And Windows 95 was only 55MB install.

[https://www.neowin.net/forum/topic/1060820-how-big-were-
the-...](https://www.neowin.net/forum/topic/1060820-how-big-were-the-
different-windows-versions-95-19-mb/)

------
greysteil
I had a similar experience getting Dependabot onto the front page of HN as a
"Show HN"[1], all be it with less attention than this post (congrats on
that!).

\- Made it to #10 or thereabouts, and hung around on the front page for ~2
hours

\- Got around 10 (free) signups directly from it on the day. At the time we
were averaging 10 signups a day, so it doubled that day's attention

\- Lots of encouraging feedback, which was great, and a good gauge of what
(very) prospective customers might be interested in. No substitute for the
learning from direct "sales", though (even when giving the product away for
free)

\- Harder to measure the long-term awareness effect, but people very rarely
mention they saw Dependabot on HN (they're much more likely to have seen it
working on an open source repo)

\- Getting onto the front page was hard work! You can see from my
submissions[2] how many times I tried!

Overall my advice to anyone with an indie app would be to do the hard work of
selling / building word-of-mouth referrals. Working on marketing-style blog
posts looks easy and effective when you see others doing it, but very few
people talk about the numbers that come out of it, and all of the "misses"
where your content isn't picked up at all.

\-----

[1] Original post:
[https://news.ycombinator.com/item?id=15953694](https://news.ycombinator.com/item?id=15953694)

[2] My submissions:
[https://news.ycombinator.com/submitted?id=greysteil](https://news.ycombinator.com/submitted?id=greysteil)

------
encoderer
I like sharing what I’ve learned from building Cronitor with the HN community
and have been fortunate to be on the front page a few times but honestly I
think this website has generated more clones than customers. I’m sticking with
it though and plan to make up my losses on volume.

------
jondubois
Hacker News is in a big part responsible for the success of my Open Source
project.

I posted a screenshot with a one line caption on Reddit one evening then went
to bed.

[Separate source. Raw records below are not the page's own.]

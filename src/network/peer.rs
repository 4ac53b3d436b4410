//! Peer records and the request/response seams between nodes.
//!
//! A peer is advisory: it can offer blocks and transactions but never has
//! authority over the local chain. [`PeerClient`] sends one request and waits
//! for one response; [`RequestHandler`] answers them. Both are implemented
//! over TCP and in memory.

use crate::core::block::Block;
use crate::network::message::{Request, Response};
use crate::types::hash::Hash;
use crate::types::wrapper_types::BoxFuture;
use dashmap::DashMap;
use powchain_derive::{BinaryCodec, Error};
use std::sync::Arc;

#[derive(Debug, Clone, PartialEq, Eq, Hash, PartialOrd, Ord, BinaryCodec)]
pub struct Peer {
    /// `ip:port` the peer listens on.
    pub host: String,
}

impl Peer {
    pub fn new(host: impl Into<String>) -> Self {
        Self { host: host.into() }
    }
}

#[derive(Debug, Clone, PartialEq, Eq, BinaryCodec)]
pub struct PeerStatus {
    pub latest_block_hash: Hash,
    pub latest_block_number: u64,
    pub known_peers: Vec<Peer>,
}

/// Upper bound on the known-peer set.
pub const MAX_KNOWN_PEERS: usize = 64;

/// De-duplicated, bounded set of known peers.
#[derive(Debug)]
pub struct PeerSet {
    peers: DashMap<String, Peer>,
    capacity: usize,
}

impl Default for PeerSet {
    fn default() -> Self {
        Self::with_capacity(MAX_KNOWN_PEERS)
    }
}

impl PeerSet {
    pub fn new() -> Self {
        Self::default()
    }

    pub fn with_capacity(capacity: usize) -> Self {
        Self {
            peers: DashMap::new(),
            capacity,
        }
    }

    /// Returns false if the host was already known or the set is full.
    pub fn insert(&self, peer: Peer) -> bool {
        if self.peers.len() >= self.capacity && !self.peers.contains_key(&peer.host) {
            return false;
        }
        self.peers.insert(peer.host.clone(), peer).is_none()
    }

    pub fn remove(&self, host: &str) -> bool {
        self.peers.remove(host).is_some()
    }

    pub fn contains(&self, host: &str) -> bool {
        self.peers.contains_key(host)
    }

    pub fn len(&self) -> usize {
        self.peers.len()
    }

    pub fn is_empty(&self) -> bool {
        self.peers.is_empty()
    }

    /// Known peers sorted by host.
    pub fn list(&self) -> Vec<Peer> {
        let mut peers: Vec<Peer> = self.peers.iter().map(|e| e.value().clone()).collect();
        peers.sort();
        peers
    }
}

#[derive(Debug, Clone, PartialEq, Eq, Error)]
pub enum PeerError {
    /// Connection failure or timeout; retried on the next tick.
    #[error("peer {host} unreachable: {reason}")]
    Unreachable { host: String, reason: String },

    #[error("peer {host} broke protocol: {reason}")]
    Protocol { host: String, reason: String },

    #[error("peer {host} rejected the request: {reason}")]
    Rejected { host: String, reason: String },
}

/// Outbound side: one request, one response.
pub trait PeerClient: Send + Sync {
    fn request(
        &self,
        peer: &Peer,
        request: Request,
    ) -> BoxFuture<'static, Result<Response, PeerError>>;
}

/// Inbound side: answers requests from peers and API callers.
pub trait RequestHandler: Send + Sync {
    fn handle(self: Arc<Self>, request: Request) -> BoxFuture<'static, Response>;
}

fn unexpected(peer: &Peer, response: Response) -> PeerError {
    match response {
        Response::Rejected(reason) => PeerError::Rejected {
            host: peer.host.clone(),
            reason,
        },
        other => PeerError::Protocol {
            host: peer.host.clone(),
            reason: format!("unexpected response {}", other.kind()),
        },
    }
}

pub async fn fetch_status(client: &dyn PeerClient, peer: &Peer) -> Result<PeerStatus, PeerError> {
    match client.request(peer, Request::Status).await? {
        Response::Status(status) => Ok(status),
        other => Err(unexpected(peer, other)),
    }
}

/// Up to `from..=to` from `peer`: a consecutive run starting at `from`,
/// possibly shorter than asked when the peer holds fewer blocks.
pub async fn fetch_block_batch(
    client: &dyn PeerClient,
    peer: &Peer,
    from: u64,
    to: u64,
) -> Result<Vec<Block>, PeerError> {
    let blocks = match client.request(peer, Request::BlocksByNumber { from, to }).await? {
        Response::Blocks(blocks) => blocks,
        other => return Err(unexpected(peer, other)),
    };
    let in_order = blocks
        .iter()
        .zip(from..)
        .all(|(block, number)| block.number() == number);
    if blocks.len() as u64 > to.saturating_sub(from).saturating_add(1) || !in_order {
        return Err(PeerError::Protocol {
            host: peer.host.clone(),
            reason: format!("asked for blocks #{from}..#{to}, got an unordered or oversized batch"),
        });
    }
    Ok(blocks)
}

/// Blocks `from..=to` from `peer`. Fails unless every requested block arrives
/// in order.
pub async fn fetch_blocks(
    client: &dyn PeerClient,
    peer: &Peer,
    from: u64,
    to: u64,
) -> Result<Vec<Block>, PeerError> {
    let blocks = fetch_block_batch(client, peer, from, to).await?;
    if blocks.len() as u64 != to.saturating_sub(from).saturating_add(1) {
        return Err(PeerError::Protocol {
            host: peer.host.clone(),
            reason: format!("asked for blocks #{from}..#{to}, got {}", blocks.len()),
        });
    }
    Ok(blocks)
}

/// Sends a request whose only useful answer is `Ack`.
pub async fn notify(
    client: &dyn PeerClient,
    peer: &Peer,
    request: Request,
) -> Result<(), PeerError> {
    match client.request(peer, request).await? {
        Response::Ack => Ok(()),
        other => Err(unexpected(peer, other)),
    }
}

The next morning, I noticed that my project had a lot of stars (it
went from like 10 to 500 overnight) and I noticed that the numbers kept going
up every time I refreshed the page. Then I found out that all the traffic was
coming from news.ycombinator.com (not Reddit as I was thinking).

When I got to work that morning, I asked my colleague what Hacker News was and
I told him about my GitHub stars. He was shocked when he saw my project on the
front page on HN. By his face I understood that it was like winning the
lottery.

My open source project is still doing well almost 5 years later so I can say
that it was a really big deal in my case. Getting all those GitHub stars
helped to create trust at the beginning and gain adoption.

------
minimaxir
A rule of thumb for Hacker News submissions used to be that when getting to
the front page, every score point translates to about 100 sessions/pageviews.
In this case (17000 sessions for a 315 point submission), it was only about
half that ratio.

That new ratio has been the case for a few of my recent submissions as well. I
wonder if something changed in the HN demo?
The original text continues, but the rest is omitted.